6 As the panel makes clear in its advice it “retains the basic structure established in R v Billam, but with some significant modifications to take account of both new legislation and changes in the nature of the offence since the existing guidelines were issued”. The legislative changes since 1986 are the Sexual Offences Act 1993, which allowed boys under 14 to be convicted of rape; the recognition of marital rape as an offence (R v R [1992] 1 AC 599), the Criminal Justice and Public Order Act 1994; the recognition of male rape as an offence by section 142 of the 1994 Act; and section 109 of the Powers of Criminal Courts (Sentencing) Act 2000 (formerly section 2 of the Crime (Sentences) Act 1997, that makes a second conviction for a serious offence (including rape or attempted rape), in the absence of exceptional circumstances, attract an automatic sentence of life imprisonment.

7 The advice records that the average sentence for an adult offender sentenced to immediate custody for rape in 2000 was seven years four months (seven years six months on a not guilty plea and six years ten months on a guilty plea). The majority of sentences (57%) fell within the range five-ten years, but 25% of offenders received sentences of under five years and 17% were sentenced to more than ten years (including 10% whose sentence was life imprisonment).
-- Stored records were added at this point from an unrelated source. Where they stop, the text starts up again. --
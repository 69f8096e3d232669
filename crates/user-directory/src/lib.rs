//! One-shot user list fetching for the user list component.
//!
//! The component fetches the directory's users once per mount, checks the
//! response against the user schema, logs the outcome, and renders a static
//! placeholder. Failures never reach the caller: [`fetch_users`] resolves to
//! `None` instead.
//!
//! # Overview
//!
//! - [`UserSource`] is the port; [`UserHttpSource`] implements it with reqwest
//! - [`parse_users`] decodes a body and validates its shape
//! - [`fetch_users`] is the total operation that absorbs every [`FetchError`]
//! - [`UserList`] ties one fetch to one mount
//!
//! # Example
//!
//! ```no_run
//! use std::sync::Arc;
//!
//! use reqwest::Url;
//! use user_directory::{DEFAULT_USERS_ENDPOINT, UserHttpSource, UserList};
//!
//! # async fn run() -> Result<(), Box<dyn std::error::Error>> {
//! let source = UserHttpSource::new(Url::parse(DEFAULT_USERS_ENDPOINT)?)?;
//! let list = UserList::mount(Arc::new(source));
//! println!("{}", list.render());
//! let users = list.settled().await;
//! # drop(users);
//! # Ok(())
//! # }
//! ```

mod component;
mod error;
mod fetch;
mod http_source;
mod schema;
mod source;
mod user;

pub use component::{USER_LIST_PLACEHOLDER, UserList};
pub use error::FetchError;
pub use fetch::fetch_users;
pub use http_source::{DEFAULT_USERS_ENDPOINT, UserHttpOptions, UserHttpSource};
pub use schema::parse_users;
pub use source::UserSource;
pub use user::{Address, Company, Geo, User};
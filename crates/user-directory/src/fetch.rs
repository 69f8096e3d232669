//! Top-level user list fetch.

use tracing::{debug, info, warn};

use crate::source::UserSource;
use crate::user::User;

/// Fetches the user list once, absorbing every failure.
///
/// Resolves to the users on success. A non-success status, a transport
/// failure, an undecodable body, or a body of the wrong shape all resolve to
/// `None`; errors are logged with their kind first.
///
/// # Examples
///
/// ```
/// use async_trait::async_trait;
/// use user_directory::{FetchError, User, UserSource, fetch_users};
///
/// struct Unreachable;
///
/// #[async_trait]
/// impl UserSource for Unreachable {
///     async fn get_users(&self) -> Result<Option<Vec<User>>, FetchError> {
///         Err(FetchError::transport("connection refused"))
///     }
/// }
///
/// # tokio::runtime::Builder::new_current_thread().build().unwrap().block_on(async {
/// assert_eq!(fetch_users(&Unreachable).await, None);
/// # });
/// ```
pub async fn fetch_users<S: UserSource + ?Sized>(source: &S) -> Option<Vec<User>> {
    match source.get_users().await {
        Ok(Some(users)) => {
            info!(count = users.len(), "fetched user list");
            debug!(?users, "user list");
            Some(users)
        }
        Ok(None) => None,
        Err(error) => {
            warn!(kind = error.kind(), error = %error, "user list fetch failed");
            None
        }
    }
}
The three dimensions of the offence

8 The panel begins its proposals by suggesting that:

“there are, broadly, three dimensions to consider in assessing the gravity of an individual offence of rape. The first is the degree of harm to the victim; the second is the level of culpability of the offender; and the third is the level of risk posed by the offender to society.”
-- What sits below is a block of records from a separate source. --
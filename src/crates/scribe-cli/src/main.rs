//! # scribe
//!
//! CLI wrapper over the scribe engine: run a goal end-to-end with the
//! offline capabilities, inspect snapshots, or serve the HTTP API.
//!
//! Exit codes: 0 success, 2 invalid arguments, 3 run failed, 4 cancelled,
//! 5 internal error.

use clap::{Parser, Subcommand, ValueEnum};
use futures::StreamExt;
use scribe_core::engine::{Engine, RunSnapshot};
use scribe_core::event::{EventPayload, SubscriberItem};
use scribe_core::memory::MemoryState;
use scribe_core::scripted::offline_registry;
use scribe_core::viz::{render, VizFormat};
use scribe_core::{EngineError, GraphView, Mode, RunManager, ScribeConfig};
use std::path::{Path, PathBuf};
use std::process::ExitCode;
use std::sync::Arc;
use tracing_subscriber::EnvFilter;

const EXIT_OK: u8 = 0;
const EXIT_USAGE: u8 = 2;
const EXIT_RUN_FAILED: u8 = 3;
const EXIT_CANCELLED: u8 = 4;
const EXIT_INTERNAL: u8 = 5;

#[derive(Parser)]
#[command(name = "scribe")]
#[command(about = "Recursive planning engine for long-form generation", long_about = None)]
#[command(version)]
struct Cli {
    /// Directory holding run snapshots and caches.
    #[arg(long, global = true, default_value = "./scribe-data")]
    data_dir: PathBuf,

    #[command(subcommand)]
    command: Commands,
}

#[derive(Clone, Copy, Debug, ValueEnum)]
enum CliMode {
    Story,
    Report,
}

impl From<CliMode> for Mode {
    fn from(mode: CliMode) -> Self {
        match mode {
            CliMode::Story => Mode::Story,
            CliMode::Report => Mode::Report,
        }
    }
}

#[derive(Clone, Copy, Debug, ValueEnum)]
enum ShowFormat {
    Text,
    Dot,
    Mermaid,
}

#[derive(Subcommand)]
enum Commands {
    /// Run a goal to completion and print or save the artifact
    Run {
        /// Root goal, e.g. "write a report on urban beekeeping"
        goal: String,

        #[arg(long, value_enum, default_value = "report")]
        mode: CliMode,

        /// TOML configuration file
        #[arg(long)]
        config: Option<PathBuf>,

        /// Write the artifact here instead of stdout
        #[arg(short, long)]
        output: Option<PathBuf>,

        /// Suppress per-step progress lines
        #[arg(short, long)]
        quiet: bool,
    },

    /// Print the status of a stored run
    Status {
        /// Run id under the data directory
        run_id: String,
    },

    /// Inspect a run snapshot (graph and article)
    Show {
        /// Run id under the data directory
        run_id: String,

        #[arg(long, value_enum, default_value = "text")]
        format: ShowFormat,
    },

    /// Serve the HTTP API
    Serve {
        #[arg(long, default_value = "127.0.0.1:8080")]
        addr: String,
    },
}

#[tokio::main]
async fn main() -> ExitCode {
    tracing_subscriber::fmt()
        .with_env_filter(
            EnvFilter::try_from_default_env().unwrap_or_else(|_| EnvFilter::new("warn")),
        )
        .init();

    let cli = Cli::parse();
    let code = match cli.command {
        Commands::Run {
            goal,
            mode,
            config,
            output,
            quiet,
        } => cmd_run(&cli.data_dir, goal, mode.into(), config, output, quiet).await,
        Commands::Status { run_id } => cmd_status(&cli.data_dir, &run_id),
        Commands::Show { run_id, format } => cmd_show(&cli.data_dir, &run_id, format),
        Commands::Serve { addr } => cmd_serve(&cli.data_dir, &addr).await,
    };
    ExitCode::from(code)
}

async fn cmd_run(
    data_dir: &Path,
    goal: String,
    mode: Mode,
    config_path: Option<PathBuf>,
    output: Option<PathBuf>,
    quiet: bool,
) -> u8 {
    let mut config = match config_path {
        Some(path) => match ScribeConfig::from_file(&path) {
            Ok(config) => config,
            Err(err) => {
                eprintln!("error: {err}");
                return EXIT_USAGE;
            }
        },
        None => ScribeConfig::for_mode(mode),
    };
    config.mode = mode;
    config = config.with_env_overrides();
    if config.cache.dir.is_none() {
        config.cache.dir = Some(data_dir.join("cache"));
    }

    let run_id = uuid_like();
    let engine = match Engine::new(run_id.clone(), goal, config, offline_registry()) {
        Ok(engine) => Arc::new(engine),
        Err(err) => {
            eprintln!("error: {err}");
            return EXIT_INTERNAL;
        }
    };

    if !quiet {
        let mut events = Box::pin(engine.bus().subscribe(0));
        tokio::spawn(async move {
            while let Some(item) = events.next().await {
                if let SubscriberItem::Event(record) = item {
                    match &record.payload {
                        EventPayload::StepStarted { nid, action } => {
                            eprintln!("  -> {nid} {action}");
                        }
                        EventPayload::StepFinished { nid, action, status } => {
                            eprintln!("  <- {nid} {action} [{status}]");
                        }
                        EventPayload::RunFinished { reason, .. } => {
                            eprintln!("run finished: {reason:?}");
                        }
                        _ => {}
                    }
                }
            }
        });
    }

    // Ctrl-C requests cooperative cancellation; in-flight calls drain.
    let cancel = engine.cancel_flag();
    tokio::spawn(async move {
        if tokio::signal::ctrl_c().await.is_ok() {
            cancel.store(true, std::sync::atomic::Ordering::Relaxed);
        }
    });

    let outcome = engine.run_until_done().await;
    let snapshot_dir = data_dir.join(&run_id);
    if let Err(err) = engine.save_snapshot(&snapshot_dir) {
        eprintln!("warning: failed to write snapshot: {err}");
    }

    match outcome {
        Ok(artifact) => {
            match output {
                Some(path) => {
                    if let Err(err) = std::fs::write(&path, &artifact) {
                        eprintln!("error: failed to write {}: {err}", path.display());
                        return EXIT_INTERNAL;
                    }
                    eprintln!("artifact written to {}", path.display());
                }
                None => println!("{artifact}"),
            }
            eprintln!("run {run_id} complete");
            EXIT_OK
        }
        Err(EngineError::Cancelled) => {
            eprintln!("run {run_id} cancelled");
            EXIT_CANCELLED
        }
        Err(err) => {
            eprintln!("run {run_id} failed: {err}");
            EXIT_RUN_FAILED
        }
    }
}

fn load_run(data_dir: &Path, run_id: &str) -> Result<(RunSnapshot, MemoryState, String), u8> {
    let dir = data_dir.join(run_id);
    if !scribe_store::snapshot_exists(&dir) {
        eprintln!("error: no run '{run_id}' under {}", data_dir.display());
        return Err(EXIT_USAGE);
    }
    scribe_store::load_snapshot(&dir).map_err(|err| {
        eprintln!("error: unreadable snapshot: {err}");
        EXIT_INTERNAL
    })
}

fn cmd_status(data_dir: &Path, run_id: &str) -> u8 {
    let (snapshot, _, _) = match load_run(data_dir, run_id) {
        Ok(loaded) => loaded,
        Err(code) => return code,
    };
    let arena = &snapshot.arena;
    let (finished, total) = arena.progress();
    let root_status = arena
        .get(arena.root())
        .map(|n| n.status.to_string())
        .unwrap_or_default();
    let done = scribe_store::is_done(&data_dir.join(run_id));

    println!("run:        {run_id}");
    println!("mode:       {}", snapshot.config.mode);
    println!("root:       {root_status}");
    println!("nodes:      {finished}/{total} finished");
    println!("completed:  {}", if done { "yes" } else { "no" });
    EXIT_OK
}

fn cmd_show(data_dir: &Path, run_id: &str, format: ShowFormat) -> u8 {
    let (snapshot, _, article) = match load_run(data_dir, run_id) {
        Ok(loaded) => loaded,
        Err(code) => return code,
    };
    let view = snapshot.arena.hierarchy_view();
    match format {
        ShowFormat::Text => {
            print_tree(&view, 0);
            if !article.is_empty() {
                println!("\n--- article ---\n{article}");
            }
        }
        ShowFormat::Dot => print!("{}", render(&view, VizFormat::Dot)),
        ShowFormat::Mermaid => print!("{}", render(&view, VizFormat::Mermaid)),
    }
    EXIT_OK
}

fn print_tree(view: &GraphView, depth: usize) {
    let indent = "  ".repeat(depth);
    let deps = if view.dependencies.is_empty() {
        String::new()
    } else {
        format!(" (after {})", view.dependencies.join(", "))
    };
    println!(
        "{indent}{} [{}] {}: {}{deps}",
        view.nid, view.status, view.task_type, view.goal
    );
    for child in &view.children {
        print_tree(child, depth + 1);
    }
}

async fn cmd_serve(data_dir: &Path, addr: &str) -> u8 {
    let manager = match RunManager::new(data_dir, offline_registry()) {
        Ok(manager) => Arc::new(manager),
        Err(err) => {
            eprintln!("error: {err}");
            return EXIT_INTERNAL;
        }
    };
    match scribe_server::serve(manager, addr).await {
        Ok(()) => EXIT_OK,
        Err(err) => {
            eprintln!("error: {err}");
            EXIT_INTERNAL
        }
    }
}

fn uuid_like() -> String {
    // Run ids come from the manager in server mode; the CLI mints its own.
    uuid::Uuid::new_v4().to_string()
}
We accept that courts should consider each of these dimensions whenever a sentence for rape is imposed. We endorse what was stated by Lord Lane CJ in R v Billam [1986] 1 WLR 349, and repeated by the panel in its advice, that while rape will always be a most serious offence, its gravity will depend very much upon the circumstances of the particular case and it will always be necessary to consider an individual case as a whole taking into account the three dimensions to which we have already referred

Relationship and acquaintance rape

9 In its advice, the panel, took into account the findings contained in a research report which it had commissioned entitled “Attitudes to Date Rape and Relationship Rape: a Qualitative Study”. The advice discusses the relationship between offender and victim. The panel states:

“it is important that any new appellate sentencing guidance on rape should deal explicitly with the question of sentencing levels for ‘relationship rape’ and ‘acquaintance rape’ as well as ‘stranger rape’. We use the term ‘relationship rape’ to include both marital rape and cases where the offender and victim, although not married to each other, were or had been partners in a consensual sexual relationship at the time of the offence. We use the term ‘acquaintance rape’ in preference to ‘date rape’ because it covers a wider...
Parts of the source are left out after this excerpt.